Diagnosis is based on a circular "bull's-eye" rash at the site of infection called erythema chronicum migrans, which is very similar to that seen in Lyme disease. However, the symptoms of STARI are mild and resemble influenza, with fatigue, muscle pains, and headache. Fever is sometimes seen, but is not characteristic.

Asymptomatic patients with erythema chronicum migrans have been medically diagnosed with STARI. STARI is not defined by its symptoms, and has had a symptom-free presence on some rash victims.

==Geography==
As of 2018, most cases were from Southeastern Missouri, a few were from South Carolina, North Carolina, Georgia, and one case each in Mississippi and Long Island, New York.

==Cause==
The illness, first described in 1997, is a tick-borne disease carried by the lone star tick Amblyomma americanum. The tick had first been proposed as a possible vector of disease in 1984, and the illnesses associated with the tick was called "Lyme-like disease", but it was not recognized to be distinct from Lyme disease until the late 1990s.

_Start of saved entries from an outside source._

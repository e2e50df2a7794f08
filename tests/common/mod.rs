// SPDX-License-Identifier: MIT
// Copyright 2026 Roland Dreier <roland@rolandd.dev>

use async_trait::async_trait;
use calendar_alarm::config::Config;
use calendar_alarm::db::{FirestoreStore, MemoryStore, Store};
use calendar_alarm::models::{GoogleTokens, UserCredential};
use calendar_alarm::routes::create_router;
use calendar_alarm::services::google::{
    ApiEvent, EventQuery, GoogleApi, GoogleApiError, RefreshedToken, UserInfo,
};
use calendar_alarm::AppState;
use std::sync::{Arc, Mutex};

/// Check if emulator is available via environment variable.
#[allow(dead_code)]
pub fn emulator_available() -> bool {
    std::env::var("FIRESTORE_EMULATOR_HOST").is_ok()
}

/// Skip test with message if emulator not available.
#[macro_export]
macro_rules! require_emulator {
    () => {
        if !crate::common::emulator_available() {
            eprintln!("⚠️  Skipping: FIRESTORE_EMULATOR_HOST not set");
            return;
        }
    };
}

/// Create a test database connection against the emulator.
#[allow(dead_code)]
pub async fn test_firestore() -> Store {
    Store::Firestore(
        FirestoreStore::new("test-project", "(default)")
            .await
            .expect("Failed to connect to Firestore emulator"),
    )
}

/// Scriptable stand-in for Google. `None` statuses mean success.
#[allow(dead_code)]
pub struct FakeGoogle {
    pub tokens: GoogleTokens,
    pub exchange_status: Option<u16>,
    pub email: Option<String>,
    pub userinfo_status: Option<u16>,
    pub refreshed_access_token: String,
    pub refresh_status: Option<u16>,
    pub refreshed_expires_in: Option<i64>,
    /// Drop this user's token bundle while a refresh is in flight
    pub revoke_during_refresh: Mutex<Option<(MemoryStore, String)>>,
    pub events: Vec<ApiEvent>,
    pub events_status: Option<u16>,
    /// Log of calls, e.g. `refresh:<token>` or `events:<access token>`
    pub calls: Mutex<Vec<String>>,
    pub last_event_query: Mutex<Option<EventQuery>>,
}

impl Default for FakeGoogle {
    fn default() -> Self {
        Self {
            tokens: GoogleTokens {
                access_token: "ya29.fresh".to_string(),
                refresh_token: Some("1//refresh".to_string()),
                expires_in: Some(3599),
                expires_at: None,
                scope: Some(
                    "https://www.googleapis.com/auth/calendar.readonly https://www.googleapis.com/auth/userinfo.email"
                        .to_string(),
                ),
                token_type: Some("Bearer".to_string()),
                id_token: None,
            },
            exchange_status: None,
            email: Some("a@x.com".to_string()),
            userinfo_status: None,
            refreshed_access_token: "ya29.refreshed".to_string(),
            refresh_status: None,
            refreshed_expires_in: Some(3599),
            revoke_during_refresh: Mutex::new(None),
            events: Vec::new(),
            events_status: None,
            calls: Mutex::new(Vec::new()),
            last_event_query: Mutex::new(None),
        }
    }
}

#[allow(dead_code)]
impl FakeGoogle {
    pub fn calls(&self) -> Vec<String> {
        self.calls.lock().unwrap().clone()
    }

    fn record(&self, call: String) {
        self.calls.lock().unwrap().push(call);
    }
}

fn status_error(status: u16) -> GoogleApiError {
    GoogleApiError::Status {
        status,
        body: format!("{{\"error\": \"fake {}\"}}", status),
    }
}

#[async_trait]
impl GoogleApi for FakeGoogle {
    async fn exchange_code(&self, code: &str) -> Result<GoogleTokens, GoogleApiError> {
        self.record(format!("exchange:{}", code));
        match self.exchange_status {
            Some(status) => Err(status_error(status)),
            None => Ok(self.tokens.clone()),
        }
    }

    async fn refresh_access_token(
        &self,
        refresh_token: &str,
    ) -> Result<RefreshedToken, GoogleApiError> {
        self.record(format!("refresh:{}", refresh_token));
        let revoke = self.revoke_during_refresh.lock().unwrap().take();
        if let Some((memory, email)) = revoke {
            memory.upsert_credential(&UserCredential {
                email,
                google_tokens: None,
                updated_at: "2024-01-02T00:00:00Z".to_string(),
            });
        }
        match self.refresh_status {
            Some(status) => Err(status_error(status)),
            None => Ok(RefreshedToken {
                access_token: self.refreshed_access_token.clone(),
                expires_in: self.refreshed_expires_in,
            }),
        }
    }

    async fn fetch_user_info(&self, access_token: &str) -> Result<UserInfo, GoogleApiError> {
        self.record(format!("userinfo:{}", access_token));
        match self.userinfo_status {
            Some(status) => Err(status_error(status)),
            None => Ok(UserInfo {
                email: self.email.clone(),
            }),
        }
    }

    async fn list_events(
        &self,
        access_token: &str,
        query: &EventQuery,
    ) -> Result<Vec<ApiEvent>, GoogleApiError> {
        self.record(format!("events:{}", access_token));
        *self.last_event_query.lock().unwrap() = Some(query.clone());
        match self.events_status {
            Some(status) => Err(status_error(status)),
            None => Ok(self.events.clone()),
        }
    }
}

/// Handles to everything a test may want to poke at.
#[allow(dead_code)]
pub struct TestApp {
    pub router: axum::Router,
    pub state: Arc<AppState>,
    pub memory: MemoryStore,
    pub google: Arc<FakeGoogle>,
}

/// Create a test app backed by the in-memory store and a fake Google.
#[allow(dead_code)]
pub fn create_test_app_with(config: Config, google: FakeGoogle) -> TestApp {
    let memory = MemoryStore::new();
    let google = Arc::new(google);
    let state = Arc::new(AppState::new(
        config,
        Store::Memory(memory.clone()),
        google.clone(),
    ));

    TestApp {
        router: create_router(state.clone()),
        state,
        memory,
        google,
    }
}

#[allow(dead_code)]
pub fn create_test_app() -> TestApp {
    create_test_app_with(Config::test_default(), FakeGoogle::default())
}

/// A stored credential whose access token expires at `expires_at`.
#[allow(dead_code)]
pub fn stored_credential(
    email: &str,
    expires_at: Option<chrono::DateTime<chrono::Utc>>,
) -> UserCredential {
    UserCredential {
        email: email.to_string(),
        google_tokens: Some(GoogleTokens {
            access_token: "ya29.stored".to_string(),
            refresh_token: Some("1//stored-refresh".to_string()),
            expires_in: Some(3599),
            expires_at: expires_at.map(calendar_alarm::time_utils::format_utc_rfc3339),
            scope: Some("https://www.googleapis.com/auth/calendar.readonly".to_string()),
            token_type: Some("Bearer".to_string()),
            id_token: Some("eyJ.id.token".to_string()),
        }),
        updated_at: "2024-01-01T00:00:00Z".to_string(),
    }
}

In 2004, the disease was suggested to be caused by the related bacterium Borrelia lonestari, which is a spirochete first isolated in culture in 2004. However, the conclusion has been controversial since the spirochete has not been detected in many cases of the syndrome, which has led some authors to argue that the illness is not caused by a bacterial pathogen. Several studies have failed to detect Borrelia burgdorferi, which is the causative agent of Lyme disease, in patients from the southern United States.

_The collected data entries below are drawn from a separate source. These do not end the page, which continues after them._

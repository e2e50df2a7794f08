// SPDX-License-Identifier: MIT
// Copyright 2026 Roland Dreier <roland@rolandd.dev>

//! Upcoming events from the user's primary Google Calendar.

use crate::error::AppError;
use crate::models::EventRecord;
use crate::services::google::{ApiEvent, ApiEventTime, EventQuery, GoogleApi};
use crate::services::tokens::TokenManager;
use chrono::{Duration, Utc};
use std::sync::Arc;

const PRIMARY_CALENDAR: &str = "primary";
const LOOKAHEAD_DAYS: i64 = 30;
const MAX_EVENTS: u32 = 50;

/// Title used for events without a summary.
pub const DEFAULT_TITLE: &str = "No Title";

#[derive(Clone)]
pub struct CalendarService {
    tokens: TokenManager,
    google: Arc<dyn GoogleApi>,
}

impl CalendarService {
    pub fn new(tokens: TokenManager, google: Arc<dyn GoogleApi>) -> Self {
        Self { tokens, google }
    }

    /// Events starting in the next 30 days, earliest first, at most 50.
    pub async fn list_upcoming_events(&self, email: &str) -> Result<Vec<EventRecord>, AppError> {
        let credential = self.tokens.resolve_credentials(email).await?;

        let now = Utc::now();
        let query = EventQuery {
            calendar_id: PRIMARY_CALENDAR.to_string(),
            time_min: now,
            time_max: now + Duration::days(LOOKAHEAD_DAYS),
            max_results: MAX_EVENTS,
        };

        let events = self
            .google
            .list_events(&credential.access_token, &query)
            .await
            .map_err(|e| {
                tracing::error!(email, error = %e, "Error fetching calendar events");
                AppError::CalendarFetchFailed(e.to_string())
            })?;

        tracing::debug!(email, count = events.len(), "Fetched calendar events");

        Ok(events.into_iter().map(normalize_event).collect())
    }
}

/// Flatten a Google event into the shape the frontend consumes.
pub fn normalize_event(event: ApiEvent) -> EventRecord {
    EventRecord {
        id: event.id,
        title: event.summary.unwrap_or_else(|| DEFAULT_TITLE.to_string()),
        description: event.description.unwrap_or_default(),
        start: event.start.and_then(pick_time),
        end: event.end.and_then(pick_time),
        location: event.location.unwrap_or_default(),
        html_link: event.html_link.unwrap_or_default(),
    }
}

fn pick_time(time: ApiEventTime) -> Option<String> {
    time.date_time.or(time.date)
}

It has been suggested that tick salivary toxins may play a role, as the toxins are similar to spiders, scorpions, and homologous to those found in snakes.

==Treatment==
Infections are treated with antibiotics, particularly doxycycline, and the acute symptoms appear to respond to these drugs.

==Prognosis==
No serious long-term effects are known for this disease, but preliminary evidence suggests, if such symptoms do occur, they are less severe than those associated with Lyme disease.